Selegiline (deprenyl) is a selective, irreversible cerebral monoamine oxidase type B inhibitor (MAO-B) that is used in the treatment of Parkinson's disease. It has a relatively mild adverse effect profile without risk of the tyramine ('cheese') reaction at normal therapeutic doses. In about half to two-thirds of patients with mild levodopa response fluctuations, selegiline improves overall disability and 'end-of-dose' fluctuations, with a levodopa-sparing effect. Selegiline thus may improve patient quality of life, although formal cost-utility analyses are required to establish the costs of these benefits. Cost-effectiveness studies may help characterise the relative pharmacoeconomic benefits of selegiline and the dopamine agonists, agents which can also be administered as adjuvant therapy at this stage of the disease. There is also evidence to suggest that selegiline may delay the need for levodopa therapy by up to 11 months in patients with early Parkinson's disease, although the relative contribution of neuroprotective and symptomatic effects of selegiline in these patients has yet to be clarified. From a societal perspective, a theoretical analysis indicates that the economic benefits of selegiline therapy are likely to be substantial. An agent which slowed progression of disability by around 10% would realise savings, through reduction in both direct and indirect costs, in the order of $US330 million per annum in the United States.

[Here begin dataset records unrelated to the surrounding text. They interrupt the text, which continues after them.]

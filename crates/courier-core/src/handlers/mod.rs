//! Request handlers for the courier API operations.

pub mod auth;
pub mod devices;
pub mod orders;
pub mod webhooks;

pub use auth::AuthHandler;
pub use devices::DeviceHandler;
pub use orders::OrderHandler;
pub use webhooks::WebhookHandler;

use crate::error::CoreError;

/// Extracts a required, non-blank string field from a request.
///
/// `name` is the wire-level field name, so it appears verbatim in the
/// error message the client sees.
pub(crate) fn require_field(value: Option<String>, name: &str) -> Result<String, CoreError> {
	match value {
		Some(v) if !v.trim().is_empty() => Ok(v.trim().to_string()),
		_ => Err(CoreError::BadRequest(format!("{} is required", name))),
	}
}
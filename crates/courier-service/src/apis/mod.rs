//! HTTP API route handlers.
//!
//! Thin axum handlers that deserialize requests, call into the core
//! handlers, and map [`courier_core::CoreError`] into the wire-level
//! [`courier_types::ApiError`].

pub mod auth;
pub mod devices;
pub mod orders;
pub mod webhooks;
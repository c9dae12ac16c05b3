//! Order types for the courier backend.
//!
//! This module defines the delivery order aggregate and its lifecycle status
//! enum. The transition rules themselves live in the core crate; the types
//! here only carry the data and its wire representation.

use chrono::{DateTime, Utc};
use rust_decimal::Decimal;
use serde::{Deserialize, Serialize};
use std::fmt;
use std::str::FromStr;

/// A delivery order assigned to a rider.
///
/// Orders are created upstream of this service (dispatch) and progress
/// through a fixed lifecycle while the rider works them. `Payment` and
/// `ProofOfDelivery` records are owned by an order but stored independently
/// and linked by id.
#[derive(Debug, Clone, Serialize, Deserialize, PartialEq)]
pub struct Order {
	/// Unique identifier for this order.
	pub id: String,
	/// The rider this order is assigned to. Ownership checks compare
	/// against this field.
	pub rider_id: String,
	/// Human-readable order number, used to derive payment references.
	pub order_number: String,
	/// Barcode on the parcel, compared against scans at handover.
	pub barcode: String,
	/// Current lifecycle status.
	pub status: OrderStatus,
	/// Payment method chosen by the customer at the door, if any.
	#[serde(skip_serializing_if = "Option::is_none")]
	pub payment_method: Option<PaymentMethod>,
	/// Link to the payment record once a QRPH intent has been created.
	#[serde(skip_serializing_if = "Option::is_none")]
	pub payment_id: Option<String>,
	/// Cash-on-delivery amount to collect.
	pub cod_amount: Decimal,
	/// Timestamp when this order was created. Immutable.
	pub created_at: DateTime<Utc>,
	/// Timestamp when this order was last updated.
	pub updated_at: DateTime<Utc>,
}

impl Order {
	/// Creates a new order in `PENDING` status assigned to the given rider.
	pub fn new(
		rider_id: impl Into<String>,
		order_number: impl Into<String>,
		barcode: impl Into<String>,
		cod_amount: Decimal,
	) -> Self {
		let now = Utc::now();
		Self {
			id: uuid::Uuid::new_v4().to_string(),
			rider_id: rider_id.into(),
			order_number: order_number.into(),
			barcode: barcode.into(),
			status: OrderStatus::Pending,
			payment_method: None,
			payment_id: None,
			cod_amount,
			created_at: now,
			updated_at: now,
		}
	}
}

/// Lifecycle status of a delivery order.
///
/// Serialized in SCREAMING_SNAKE_CASE to match the wire contract shared
/// with the rider app.
#[derive(Debug, Clone, Copy, Serialize, Deserialize, PartialEq, Eq, Hash)]
#[serde(rename_all = "SCREAMING_SNAKE_CASE")]
pub enum OrderStatus {
	/// Assigned but not yet picked up for delivery.
	Pending,
	/// Rider is on the way to the customer.
	EnRoute,
	/// Rider has arrived at the drop-off location.
	Arrived,
	/// A payment intent exists and the order waits on confirmation.
	PaymentPending,
	/// Delivered and settled. Terminal.
	Completed,
	/// Cancelled upstream. Terminal.
	Cancelled,
}

impl fmt::Display for OrderStatus {
	fn fmt(&self, f: &mut fmt::Formatter<'_>) -> fmt::Result {
		let s = match self {
			OrderStatus::Pending => "PENDING",
			OrderStatus::EnRoute => "EN_ROUTE",
			OrderStatus::Arrived => "ARRIVED",
			OrderStatus::PaymentPending => "PAYMENT_PENDING",
			OrderStatus::Completed => "COMPLETED",
			OrderStatus::Cancelled => "CANCELLED",
		};
		write!(f, "{}", s)
	}
}

impl FromStr for OrderStatus {
	type Err = ();

	fn from_str(s: &str) -> Result<Self, Self::Err> {
		match s {
			"PENDING" => Ok(Self::Pending),
			"EN_ROUTE" => Ok(Self::EnRoute),
			"ARRIVED" => Ok(Self::Arrived),
			"PAYMENT_PENDING" => Ok(Self::PaymentPending),
			"COMPLETED" => Ok(Self::Completed),
			"CANCELLED" => Ok(Self::Cancelled),
			_ => Err(()),
		}
	}
}

/// How the customer pays on delivery.
#[derive(Debug, Clone, Copy, Serialize, Deserialize, PartialEq, Eq, Hash)]
#[serde(rename_all = "SCREAMING_SNAKE_CASE")]
pub enum PaymentMethod {
	/// Cash collected at the door; no payment record is created.
	Cash,
	/// QR-code payment through the external provider.
	Qrph,
}

impl fmt::Display for PaymentMethod {
	fn fmt(&self, f: &mut fmt::Formatter<'_>) -> fmt::Result {
		match self {
			PaymentMethod::Cash => write!(f, "CASH"),
			PaymentMethod::Qrph => write!(f, "QRPH"),
		}
	}
}

impl FromStr for PaymentMethod {
	type Err = ();

	fn from_str(s: &str) -> Result<Self, Self::Err> {
		match s {
			"CASH" => Ok(Self::Cash),
			"QRPH" => Ok(Self::Qrph),
			_ => Err(()),
		}
	}
}

#[cfg(test)]
mod tests {
	use super::*;

	#[test]
	fn test_order_status_wire_format() {
		let json = serde_json::to_string(&OrderStatus::PaymentPending).unwrap();
		assert_eq!(json, "\"PAYMENT_PENDING\"");

		let back: OrderStatus = serde_json::from_str("\"EN_ROUTE\"").unwrap();
		assert_eq!(back, OrderStatus::EnRoute);
	}

	#[test]
	fn test_order_status_from_str_rejects_unknown() {
		assert!("FLYING".parse::<OrderStatus>().is_err());
		assert_eq!("ARRIVED".parse::<OrderStatus>(), Ok(OrderStatus::Arrived));
	}

	#[test]
	fn test_payment_method_parse() {
		assert_eq!("CASH".parse::<PaymentMethod>(), Ok(PaymentMethod::Cash));
		assert_eq!("QRPH".parse::<PaymentMethod>(), Ok(PaymentMethod::Qrph));
		assert!("GCASH".parse::<PaymentMethod>().is_err());
	}

	#[test]
	fn test_new_order_defaults() {
		let order = Order::new("rider-1", "1001", "BC-1001", Decimal::new(25000, 2));
		assert_eq!(order.status, OrderStatus::Pending);
		assert!(order.payment_method.is_none());
		assert!(order.payment_id.is_none());
		assert_eq!(order.created_at, order.updated_at);
	}
}
//! Main entry point for the courier backend service.
//!
//! Loads configuration, wires the configured storage backend and payment
//! provider into the core handlers, and serves the rider API.

use clap::Parser;
use courier_config::Config;
use courier_service::{factories, server};
use std::path::PathBuf;

/// Command-line arguments for the courier service.
#[derive(Parser, Debug)]
#[command(author, version, about, long_about = None)]
struct Args {
	/// Path to configuration file
	#[arg(short, long, default_value = "config.toml")]
	config: PathBuf,

	/// Log level (trace, debug, info, warn, error)
	#[arg(short, long, default_value = "info")]
	log_level: String,
}

#[tokio::main]
async fn main() -> Result<(), Box<dyn std::error::Error>> {
	let args = Args::parse();

	// Initialize tracing with env filter
	use tracing_subscriber::{fmt, EnvFilter};

	let env_filter = EnvFilter::try_from_default_env()
		.unwrap_or_else(|_| EnvFilter::new(args.log_level.clone()));

	fmt()
		.with_env_filter(env_filter)
		.with_target(true)
		.init();

	let config_path = args
		.config
		.to_str()
		.ok_or("Configuration path is not valid UTF-8")?;
	let config = Config::from_file(config_path)?;
	tracing::info!("Loaded configuration from {}", config_path);

	let state = factories::build_state(&config)?;
	server::start_server(&config.server, state).await?;

	tracing::info!("Stopped courier service");
	Ok(())
}
//! Core error types and their HTTP mapping.

use courier_auth::AuthError;
use courier_payments::PaymentProviderError;
use courier_storage::StorageError;
use courier_types::{ApiError, OrderStatus};
use thiserror::Error;

/// Errors produced by the core handlers.
///
/// Each variant maps onto one HTTP status at the API boundary; the
/// service crate never inspects anything finer-grained than this.
#[derive(Debug, Error)]
pub enum CoreError {
	/// Missing or invalid input (400).
	#[error("{0}")]
	BadRequest(String),
	/// Invalid or missing credentials (401).
	#[error("{0}")]
	Unauthorized(String),
	/// Entity absent, or present but owned by another rider (404).
	#[error("{0}")]
	NotFound(String),
	/// Duplicate unique key or a lost optimistic write (409).
	#[error("{0}")]
	Conflict(String),
	/// Status change not permitted by the lifecycle table (400).
	#[error("Cannot change status from {from} to {to}")]
	InvalidTransition {
		from: OrderStatus,
		to: OrderStatus,
	},
	/// Payment provider call failed (500).
	#[error("Payment provider error: {0}")]
	Upstream(String),
	/// Storage backend failure (500).
	#[error("Storage error: {0}")]
	Storage(String),
	/// Hashing or token signing failure (500).
	#[error("Authentication error: {0}")]
	Auth(String),
}

impl From<StorageError> for CoreError {
	fn from(err: StorageError) -> Self {
		match err {
			StorageError::NotFound => CoreError::NotFound("Not found".to_string()),
			StorageError::AlreadyExists => CoreError::Conflict("Already exists".to_string()),
			other => CoreError::Storage(other.to_string()),
		}
	}
}

impl From<AuthError> for CoreError {
	fn from(err: AuthError) -> Self {
		match err {
			AuthError::TokenExpired => CoreError::Unauthorized("Token expired".to_string()),
			AuthError::InvalidToken => CoreError::Unauthorized("Invalid token".to_string()),
			other => CoreError::Auth(other.to_string()),
		}
	}
}

impl From<PaymentProviderError> for CoreError {
	fn from(err: PaymentProviderError) -> Self {
		match err {
			PaymentProviderError::InvalidRequest(msg) => CoreError::BadRequest(msg),
			other => CoreError::Upstream(other.to_string()),
		}
	}
}

impl From<CoreError> for ApiError {
	fn from(err: CoreError) -> Self {
		match err {
			CoreError::BadRequest(msg) => ApiError::bad_request(msg),
			CoreError::Unauthorized(msg) => ApiError::unauthorized(msg),
			CoreError::NotFound(msg) => ApiError::not_found(msg),
			CoreError::Conflict(msg) => ApiError::conflict(msg),
			CoreError::InvalidTransition { from, to } => ApiError::BadRequest {
				error_type: "invalid_transition".to_string(),
				message: format!("Cannot change status from {} to {}", from, to),
				details: Some(serde_json::json!({
					"from": from.to_string(),
					"to": to.to_string(),
				})),
			},
			CoreError::Upstream(msg) | CoreError::Storage(msg) | CoreError::Auth(msg) => {
				ApiError::internal(msg)
			},
		}
	}
}
//! Device registration endpoint.

use crate::server::{AppState, AuthenticatedRider};
use axum::{extract::State, response::Json};
use courier_types::{ApiError, RegisterDeviceRequest, RegisterDeviceResponse};

/// Handles POST /api/rider/devices/register.
pub async fn register_device(
	State(state): State<AppState>,
	AuthenticatedRider(claims): AuthenticatedRider,
	Json(request): Json<RegisterDeviceRequest>,
) -> Result<Json<RegisterDeviceResponse>, ApiError> {
	let response = state.devices.register_device(&claims.rider_id, request).await?;
	Ok(Json(response))
}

Available data suggest that selegiline slows progression of symptoms well in excess of 10%. Further, if a simple and inexpensive method is developed to identify preclinical Parkinson's disease before nigrostriatal damage is advanced, selegiline may be useful in a broader patient population with possible financial benefits to society through reduction of the considerable indirect costs of Parkinson's disease.